(Data extracts begins)
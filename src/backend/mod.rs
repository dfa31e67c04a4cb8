//! Backend module for device-network access
//!
//! This module owns everything that talks to the device network: the
//! collaborator traits, the simulated network, and the discovery logic that
//! runs before a sampling pipeline is started. All of it is synchronous and
//! single-threaded.
//!
//! # Components
//!
//! - [`DeviceNetwork`] / [`PropertyTask`] - Interface to the device network
//! - [`SimulatedNetwork`] - In-process network for tests and dry runs
//! - [`DeviceMatcher`] - Candidate and target-rule predicates
//! - [`Discovery`] - Deadline-bounded polling for the target node
//! - [`CapabilityValidator`] - Checks the target can supply every dump property
//!
//! # Example
//!
//! ```ignore
//! use properties_exporter::backend::{CapabilityValidator, Discovery, SimulatedNetwork};
//!
//! let network = SimulatedNetwork::load("network.json", filter)?;
//! let node = Discovery::new(&network, &config.target_device_properties)
//!     .wait_for_target(Duration::from_secs(2));
//!
//! if CapabilityValidator::new(&network).validate(node, &config.dump_properties) {
//!     // start sampling
//! }
//! ```

pub mod discovery;
pub mod matcher;
pub mod network;
pub mod simulated;
pub mod validator;

pub use discovery::Discovery;
pub use matcher::DeviceMatcher;
pub use network::{DeviceNetwork, NetworkFilter, PropertyTask};
pub use simulated::{NetworkFixture, SimulatedNetwork, SimulatedNode, SimulatedProperty, ValuePattern};
pub use validator::CapabilityValidator;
(Data extracts ends)
Print the material once more. Change nothing.

filename src/backend/mod.rs
repository dfa31e67c04a4cb8
//! Backend module for device-network access
//!
//! This module owns everything that talks to the device network: the
//! collaborator traits, the simulated network, and the discovery logic that
//! runs before a sampling pipeline is started. All of it is synchronous and
//! single-threaded.
//!
//! # Components
//!
//! - [`DeviceNetwork`] / [`PropertyTask`] - Interface to the device network
//! - [`SimulatedNetwork`] - In-process network for tests and dry runs
//! - [`DeviceMatcher`] - Candidate and target-rule predicates
//! - [`Discovery`] - Deadline-bounded polling for the target node
//! - [`CapabilityValidator`] - Checks the target can supply every dump property
//!
//! # Example
//!
//! ```ignore
//! use properties_exporter::backend::{CapabilityValidator, Discovery, SimulatedNetwork};
//!
//! let network = SimulatedNetwork::load("network.json", filter)?;
//! let node = Discovery::new(&network, &config.target_device_properties)
//!     .wait_for_target(Duration::from_secs(2));
//!
//! if CapabilityValidator::new(&network).validate(node, &config.dump_properties) {
//!     // start sampling
//! }
//! ```

pub mod discovery;
pub mod matcher;
pub mod network;
pub mod simulated;
pub mod validator;

pub use discovery::Discovery;
pub use matcher::DeviceMatcher;
pub use network::{DeviceNetwork, NetworkFilter, PropertyTask};
pub use simulated::{NetworkFixture, SimulatedNetwork, SimulatedNode, SimulatedProperty, ValuePattern};
pub use validator::CapabilityValidator;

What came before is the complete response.